++++ Data provided ++++

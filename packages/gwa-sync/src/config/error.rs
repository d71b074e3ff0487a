//! Configuration error types

use thiserror::Error;

/// Configuration error type
#[derive(Debug, Error)]
pub enum ConfigError {
    /// Range validation error
    #[error("Invalid range for field '{field}': {value} not in {min}..={max}. {hint}")]
    Range {
        field: String,
        value: String,
        min: String,
        max: String,
        hint: String,
    },

    /// Missing version field in YAML
    #[error("Missing 'version' field in configuration file. Add 'version: 1' to the top of your YAML file.")]
    MissingVersion,

    /// Unsupported version
    #[error("Unsupported configuration version {found}. Supported versions: {}", supported.iter().map(|v| v.to_string()).collect::<Vec<_>>().join(", "))]
    UnsupportedVersion { found: u32, supported: Vec<u32> },

    #[error("Field '{field}' must not be empty")]
    Empty { field: String },

    /// IO error
    #[error("IO error: {0}")]
    Io(#[from] std::io::Error),

    /// YAML parsing error
    #[error("YAML parsing error: {0}")]
    Yaml(#[from] serde_yaml::Error),
}

impl ConfigError {
    pub fn range<V: std::fmt::Display>(
        field: &str,
        value: V,
        min: V,
        max: V,
        hint: &str,
    ) -> Self {
        Self::Range {
            field: field.to_string(),
            value: value.to_string(),
            min: min.to_string(),
            max: max.to_string(),
            hint: hint.to_string(),
        }
    }
}

/// Configuration result type
pub type ConfigResult<T> = Result<T, ConfigError>;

++++

**Problem to solve:** Output the records again in full. Keep every character as written.

**Solution to this exercise:**
filename packages/gwa-sync/src/config/error.rs
repository d71b074e3ff0487a
//! Configuration error types

use thiserror::Error;

/// Configuration error type
#[derive(Debug, Error)]
pub enum ConfigError {
    /// Range validation error
    #[error("Invalid range for field '{field}': {value} not in {min}..={max}. {hint}")]
    Range {
        field: String,
        value: String,
        min: String,
        max: String,
        hint: String,
    },

    /// Missing version field in YAML
    #[error("Missing 'version' field in configuration file. Add 'version: 1' to the top of your YAML file.")]
    MissingVersion,

    /// Unsupported version
    #[error("Unsupported configuration version {found}. Supported versions: {}", supported.iter().map(|v| v.to_string()).collect::<Vec<_>>().join(", "))]
    UnsupportedVersion { found: u32, supported: Vec<u32> },

    #[error("Field '{field}' must not be empty")]
    Empty { field: String },

    /// IO error
    #[error("IO error: {0}")]
    Io(#[from] std::io::Error),

    /// YAML parsing error
    #[error("YAML parsing error: {0}")]
    Yaml(#[from] serde_yaml::Error),
}

impl ConfigError {
    pub fn range<V: std::fmt::Display>(
        field: &str,
        value: V,
        min: V,
        max: V,
        hint: &str,
    ) -> Self {
        Self::Range {
            field: field.to_string(),
            value: value.to_string(),
            min: min.to_string(),
            max: max.to_string(),
            hint: hint.to_string(),
        }
    }
}

/// Configuration result type
pub type ConfigResult<T> = Result<T, ConfigError>;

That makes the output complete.